## Stored data entries
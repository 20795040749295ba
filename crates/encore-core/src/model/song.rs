use chrono::{DateTime, Utc};
use serde::{Deserialize, Serialize};

use crate::model::ids::SongId;

/// A track suggested by a similarity provider.
#[derive(Debug, Clone, PartialEq, Serialize, Deserialize)]
pub struct SimilarTrack {
    pub name: String,
    pub artist: String,

    /// Provider-reported similarity in 0.0--1.0.
    #[serde(rename = "match", default)]
    pub match_score: f64,
}

/// Last.fm enrichment: listening statistics and folksonomy tags.
#[derive(Debug, Clone, Default, PartialEq, Serialize, Deserialize)]
#[serde(default)]
pub struct LastFmData {
    pub playcount: u64,
    pub listeners: u64,
    pub tags: Vec<String>,
    pub mbid: Option<String>,
    pub similar_tracks: Vec<SimilarTrack>,
}

/// YouTube video engagement for the song's music video.
#[derive(Debug, Clone, Default, PartialEq, Serialize, Deserialize)]
#[serde(default)]
pub struct YoutubeData {
    pub video_id: Option<String>,
    pub views: u64,
    pub likes: u64,
    pub comment_count: u64,
    pub fetched_at: Option<DateTime<Utc>>,
}

/// Community rating on a 0--5 scale.
#[derive(Debug, Clone, Copy, Default, PartialEq, Serialize, Deserialize)]
#[serde(default)]
pub struct Rating {
    pub value: f64,
    pub votes: u32,
}

/// MusicBrainz identifiers and community rating.
#[derive(Debug, Clone, Default, PartialEq, Serialize, Deserialize)]
#[serde(default)]
pub struct MusicBrainzData {
    pub mbid: Option<String>,
    pub rating: Option<Rating>,
    pub release_group_id: Option<String>,
}

/// A song in the catalog.
///
/// Core fields come from the primary catalog provider; the enrichment
/// sub-records are filled independently and any of them may be absent.
#[derive(Debug, Clone, PartialEq, Serialize, Deserialize)]
pub struct Song {
    #[serde(default = "SongId::new")]
    pub id: SongId,

    /// Identifier in the primary external catalog. Unique across songs.
    pub external_id: String,

    pub title: String,
    pub artist: String,

    #[serde(default)]
    pub album: Option<String>,

    /// URL of a short audio preview.
    #[serde(default)]
    pub preview_url: Option<String>,

    #[serde(default)]
    pub cover_url: Option<String>,

    #[serde(default)]
    pub duration_secs: Option<u32>,

    #[serde(default)]
    pub release_date: Option<String>,

    /// Structured genre label, when the provider supplies one.
    #[serde(default)]
    pub genre: Option<String>,

    /// Provider rank (higher is more popular).
    #[serde(default)]
    pub rank: Option<i64>,

    /// Provider popularity scalar (higher is more popular).
    #[serde(default)]
    pub popularity: Option<f64>,

    /// Interaction counter, incremented on every view.
    #[serde(default)]
    pub counter: u64,

    #[serde(default)]
    pub last_viewed_at: Option<DateTime<Utc>>,

    #[serde(default)]
    pub lastfm: Option<LastFmData>,

    #[serde(default)]
    pub youtube: Option<YoutubeData>,

    #[serde(default)]
    pub musicbrainz: Option<MusicBrainzData>,

    #[serde(default = "Utc::now")]
    pub created_at: DateTime<Utc>,
    #[serde(default = "Utc::now")]
    pub updated_at: DateTime<Utc>,
}

impl Song {
    #[must_use]
    pub fn new(
        external_id: impl Into<String>,
        title: impl Into<String>,
        artist: impl Into<String>,
    ) -> Self {
        let now = Utc::now();
        Self {
            id: SongId::new(),
            external_id: external_id.into(),
            title: title.into(),
            artist: artist.into(),
            album: None,
            preview_url: None,
            cover_url: None,
            duration_secs: None,
            release_date: None,
            genre: None,
            rank: None,
            popularity: None,
            counter: 0,
            last_viewed_at: None,
            lastfm: None,
            youtube: None,
            musicbrainz: None,
            created_at: now,
            updated_at: now,
        }
    }

    #[must_use]
    pub fn with_genre(mut self, genre: impl Into<String>) -> Self {
        self.genre = Some(genre.into());
        self
    }

    #[must_use]
    pub fn with_rank(mut self, rank: i64) -> Self {
        self.rank = Some(rank);
        self
    }

    #[must_use]
    pub fn with_popularity(mut self, popularity: f64) -> Self {
        self.popularity = Some(popularity);
        self
    }

    #[must_use]
    pub fn with_counter(mut self, counter: u64) -> Self {
        self.counter = counter;
        self
    }

    #[must_use]
    pub fn with_lastfm(mut self, lastfm: LastFmData) -> Self {
        self.lastfm = Some(lastfm);
        self
    }

    #[must_use]
    pub fn with_youtube(mut self, youtube: YoutubeData) -> Self {
        self.youtube = Some(youtube);
        self
    }

    #[must_use]
    pub fn with_musicbrainz(mut self, musicbrainz: MusicBrainzData) -> Self {
        self.musicbrainz = Some(musicbrainz);
        self
    }

    /// Last.fm tags, or an empty slice when the song was never enriched.
    #[must_use]
    pub fn tags(&self) -> &[String] {
        self.lastfm.as_ref().map_or(&[], |l| l.tags.as_slice())
    }

    #[must_use]
    pub fn play_count(&self) -> u64 {
        self.lastfm.as_ref().map_or(0, |l| l.playcount)
    }

    #[must_use]
    pub fn listeners(&self) -> u64 {
        self.lastfm.as_ref().map_or(0, |l| l.listeners)
    }

    #[must_use]
    pub fn rating_value(&self) -> f64 {
        self.musicbrainz
            .as_ref()
            .and_then(|m| m.rating)
            .map_or(0.0, |r| r.value)
    }

    #[must_use]
    pub fn youtube_views(&self) -> u64 {
        self.youtube.as_ref().map_or(0, |y| y.views)
    }

    #[must_use]
    pub fn youtube_likes(&self) -> u64 {
        self.youtube.as_ref().map_or(0, |y| y.likes)
    }
}

#[cfg(test)]
mod tests {
    use super::*;

    #[test]
    fn test_song_new() {
        let song = Song::new("dz-1", "Yellow", "Coldplay");
        assert_eq!(song.external_id, "dz-1");
        assert_eq!(song.counter, 0);
        assert!(song.lastfm.is_none());
        assert!(song.tags().is_empty());
    }

    #[test]
    fn test_signal_accessors_default_to_zero() {
        let song = Song::new("dz-1", "Yellow", "Coldplay");
        assert_eq!(song.play_count(), 0);
        assert_eq!(song.listeners(), 0);
        assert!(song.rating_value().abs() < f64::EPSILON);
        assert_eq!(song.youtube_views(), 0);
        assert_eq!(song.youtube_likes(), 0);
    }

    #[test]
    fn test_signal_accessors_read_sub_records() {
        let song = Song::new("dz-1", "Yellow", "Coldplay")
            .with_lastfm(LastFmData {
                playcount: 1000,
                listeners: 200,
                tags: vec!["britpop".to_string()],
                ..LastFmData::default()
            })
            .with_youtube(YoutubeData {
                views: 50,
                likes: 5,
                ..YoutubeData::default()
            })
            .with_musicbrainz(MusicBrainzData {
                rating: Some(Rating {
                    value: 4.5,
                    votes: 10,
                }),
                ..MusicBrainzData::default()
            });

        assert_eq!(song.play_count(), 1000);
        assert_eq!(song.listeners(), 200);
        assert_eq!(song.tags(), ["britpop".to_string()]);
        assert!((song.rating_value() - 4.5).abs() < f64::EPSILON);
        assert_eq!(song.youtube_views(), 50);
        assert_eq!(song.youtube_likes(), 5);
    }

    #[test]
    fn test_deserialize_minimal_record() {
        let json = r#"{"external_id": "dz-9", "title": "Creep", "artist": "Radiohead"}"#;
        let song: Song = serde_json::from_str(json).unwrap();
        assert_eq!(song.title, "Creep");
        assert_eq!(song.counter, 0);
        assert!(song.genre.is_none());
    }

    #[test]
    fn test_similar_track_uses_match_key() {
        let json = r#"{"name": "Fix You", "artist": "Coldplay", "match": 0.8}"#;
        let track: SimilarTrack = serde_json::from_str(json).unwrap();
        assert!((track.match_score - 0.8).abs() < f64::EPSILON);
    }
}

## What this task involves
Scan the data above for the string "title". Copy every line in which it appears.

## Exercise response
    pub title: String,
        title: impl Into<String>,
            title: title.into(),
        let json = r#"{"external_id": "dz-9", "title": "Creep", "artist": "Radiohead"}"#;
        assert_eq!(song.title, "Creep");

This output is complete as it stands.